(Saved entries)
━━━━━━

//! Logging Infrastructure
//!
//! Structured logging setup with support for both development and production environments.

use std::path::Path;

/// Initialize the logger
pub fn init_logger() {
    init_logger_with_file(None, None);
}

/// Initialize the logger with optional file output
pub fn init_logger_with_file(log_level: Option<&str>, log_dir: Option<&str>) {
    let level = log_level.unwrap_or("info");

    let subscriber = tracing_subscriber::fmt()
        .with_max_level(level.parse().unwrap_or(tracing::Level::INFO))
        .with_file(false)
        .with_line_number(false)
        .with_thread_ids(false)
        .with_target(false);

    // Add daily-rolling file output if log_dir is provided
    if let Some(dir) = log_dir {
        let log_path = Path::new(dir);
        if log_path.exists()
            && let Some(dir_str) = log_path.to_str()
        {
            let file_appender = tracing_appender::rolling::daily(dir_str, "delivery-server");
            subscriber.with_writer(file_appender).init();
            return;
        }
    }

    subscriber.init();
}
//! Driver API Handlers

use axum::{
    Json,
    extract::{Path, Query, State},
};
use serde::Deserialize;

use crate::auth::TenantContext;
use crate::core::ServerState;
use crate::db::models::{Driver, DriverCreate, DriverStatus, DriverUpdate};
use crate::utils::AppResult;

#[derive(Deserialize, Default)]
pub struct ListQuery {
    status: Option<DriverStatus>,
    /// Include soft-deleted drivers in the listing
    #[serde(default)]
    include_inactive: bool,
}

/// GET /api/drivers - 骑手列表
pub async fn list(
    State(state): State<ServerState>,
    ctx: TenantContext,
    Query(query): Query<ListQuery>,
) -> AppResult<Json<Vec<Driver>>> {
    let drivers = state
        .resolver
        .list_drivers(&ctx, query.status, query.include_inactive)
        .await?;
    Ok(Json(drivers))
}

/// POST /api/drivers - 注册骑手
pub async fn create(
    State(state): State<ServerState>,
    ctx: TenantContext,
    Json(input): Json<DriverCreate>,
) -> AppResult<Json<Driver>> {
    let driver = state.resolver.create_driver(&ctx, input).await?;
    Ok(Json(driver))
}

/// GET /api/drivers/:id - 单个骑手
pub async fn get_by_id(
    State(state): State<ServerState>,
    ctx: TenantContext,
    Path(id): Path<String>,
) -> AppResult<Json<Driver>> {
    let driver = state.resolver.get_driver(&ctx, &id).await?;
    Ok(Json(driver))
}

/// PUT /api/drivers/:id - 更新档案
pub async fn update(
    State(state): State<ServerState>,
    ctx: TenantContext,
    Path(id): Path<String>,
    Json(patch): Json<DriverUpdate>,
) -> AppResult<Json<Driver>> {
    let driver = state.resolver.update_driver(&ctx, &id, patch).await?;
    Ok(Json(driver))
}

/// DELETE /api/drivers/:id - 软删除
pub async fn deactivate(
    State(state): State<ServerState>,
    ctx: TenantContext,
    Path(id): Path<String>,
) -> AppResult<Json<Driver>> {
    let driver = state.resolver.deactivate_driver(&ctx, &id).await?;
    Ok(Json(driver))
}

/// POST /api/drivers/:id/reactivate - 恢复软删除的骑手
pub async fn reactivate(
    State(state): State<ServerState>,
    ctx: TenantContext,
    Path(id): Path<String>,
) -> AppResult<Json<Driver>> {
    let driver = state.resolver.reactivate_driver(&ctx, &id).await?;
    Ok(Json(driver))
}

#[derive(Deserialize)]
pub struct AvailabilityBody {
    pub status: DriverStatus,
}

/// POST /api/drivers/:id/availability - 手动切换 available/offline
pub async fn set_availability(
    State(state): State<ServerState>,
    ctx: TenantContext,
    Path(id): Path<String>,
    Json(body): Json<AvailabilityBody>,
) -> AppResult<Json<Driver>> {
    let driver = state.resolver.set_availability(&ctx, &id, body.status).await?;
    Ok(Json(driver))
}

#[derive(Deserialize)]
pub struct RatingBody {
    pub rating: f64,
}

/// POST /api/drivers/:id/rating - 记录评分
pub async fn record_rating(
    State(state): State<ServerState>,
    ctx: TenantContext,
    Path(id): Path<String>,
    Json(body): Json<RatingBody>,
) -> AppResult<Json<Driver>> {
    let driver = state.resolver.record_rating(&ctx, &id, body.rating).await?;
    Ok(Json(driver))
}
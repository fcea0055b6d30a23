//! Money calculation utilities using rust_decimal for precision
//!
//! All arithmetic runs through `Decimal` and is rounded half-up to two
//! places before conversion back to `f64` for storage/serialization.

use rust_decimal::prelude::*;

use super::engine::OrderItemInput;
use super::error::LifecycleError;
use crate::db::models::OrderItem;

/// Rounding strategy for monetary values (2 decimal places, half-up)
const DECIMAL_PLACES: u32 = 2;

/// Maximum allowed unit price per item
const MAX_PRICE: f64 = 100_000.0;
/// Maximum allowed quantity per item
const MAX_QUANTITY: i32 = 999;

fn require_finite(value: f64, field_name: &str) -> Result<(), LifecycleError> {
    if !value.is_finite() {
        return Err(LifecycleError::Validation(format!(
            "{} must be a finite number, got {}",
            field_name, value
        )));
    }
    Ok(())
}

/// Validate an order line item before pricing it
pub fn validate_item(item: &OrderItemInput) -> Result<(), LifecycleError> {
    if item.name.trim().is_empty() {
        return Err(LifecycleError::Validation(
            "item name must not be empty".to_string(),
        ));
    }
    require_finite(item.unit_price, "unit_price")?;
    if item.unit_price < 0.0 {
        return Err(LifecycleError::Validation(format!(
            "unit_price must be non-negative, got {}",
            item.unit_price
        )));
    }
    if item.unit_price > MAX_PRICE {
        return Err(LifecycleError::Validation(format!(
            "unit_price exceeds maximum allowed ({}), got {}",
            MAX_PRICE, item.unit_price
        )));
    }
    if item.quantity < 1 {
        return Err(LifecycleError::Validation(format!(
            "quantity must be at least 1, got {}",
            item.quantity
        )));
    }
    if item.quantity > MAX_QUANTITY {
        return Err(LifecycleError::Validation(format!(
            "quantity exceeds maximum allowed ({}), got {}",
            MAX_QUANTITY, item.quantity
        )));
    }
    Ok(())
}

fn decimal(value: f64) -> Decimal {
    Decimal::from_f64(value).unwrap_or_default()
}

/// Round a decimal to cents and convert back to f64
pub fn round2(value: Decimal) -> f64 {
    value
        .round_dp_with_strategy(DECIMAL_PLACES, RoundingStrategy::MidpointAwayFromZero)
        .to_f64()
        .unwrap_or(0.0)
}

/// Line total for one item (unit_price * quantity)
pub fn line_total(unit_price: f64, quantity: i32) -> f64 {
    round2(decimal(unit_price) * Decimal::from(quantity))
}

/// Subtotal and total for a priced item list
///
/// Invariant: `total == subtotal + delivery_fee` at all times, so both are
/// derived from the same decimal sum.
pub fn order_totals(items: &[OrderItem], delivery_fee: f64) -> (f64, f64) {
    let subtotal: Decimal = items.iter().map(|i| decimal(i.line_total)).sum();
    let total = subtotal + decimal(delivery_fee);
    (round2(subtotal), round2(total))
}

#[cfg(test)]
mod tests {
    use super::*;

    fn item(name: &str, quantity: i32, unit_price: f64) -> OrderItem {
        OrderItem {
            name: name.to_string(),
            quantity,
            unit_price,
            line_total: line_total(unit_price, quantity),
        }
    }

    #[test]
    fn test_totals() {
        // burger x2 at 12.00 with 5.00 delivery fee
        let items = vec![item("burger", 2, 12.0)];
        let (subtotal, total) = order_totals(&items, 5.0);
        assert_eq!(subtotal, 24.0);
        assert_eq!(total, 29.0);
    }

    #[test]
    fn test_totals_avoid_float_drift() {
        // 3 x 0.10 should be exactly 0.30
        let items = vec![item("sauce", 3, 0.10)];
        let (subtotal, total) = order_totals(&items, 0.0);
        assert_eq!(subtotal, 0.30);
        assert_eq!(total, 0.30);
    }

    #[test]
    fn test_validate_item_rejects_bad_input() {
        let bad_quantity = OrderItemInput {
            name: "burger".to_string(),
            quantity: 0,
            unit_price: 12.0,
        };
        assert!(validate_item(&bad_quantity).is_err());

        let negative_price = OrderItemInput {
            name: "burger".to_string(),
            quantity: 1,
            unit_price: -1.0,
        };
        assert!(validate_item(&negative_price).is_err());

        let nan_price = OrderItemInput {
            name: "burger".to_string(),
            quantity: 1,
            unit_price: f64::NAN,
        };
        assert!(validate_item(&nan_price).is_err());

        let empty_name = OrderItemInput {
            name: "  ".to_string(),
            quantity: 1,
            unit_price: 1.0,
        };
        assert!(validate_item(&empty_name).is_err());
    }
}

━━━━━━

Exercise aim:
Copy every line of the entries in which "DriverCreate" can be found.

Response area:
use crate::db::models::{Driver, DriverCreate, DriverStatus, DriverUpdate};
    Json(input): Json<DriverCreate>,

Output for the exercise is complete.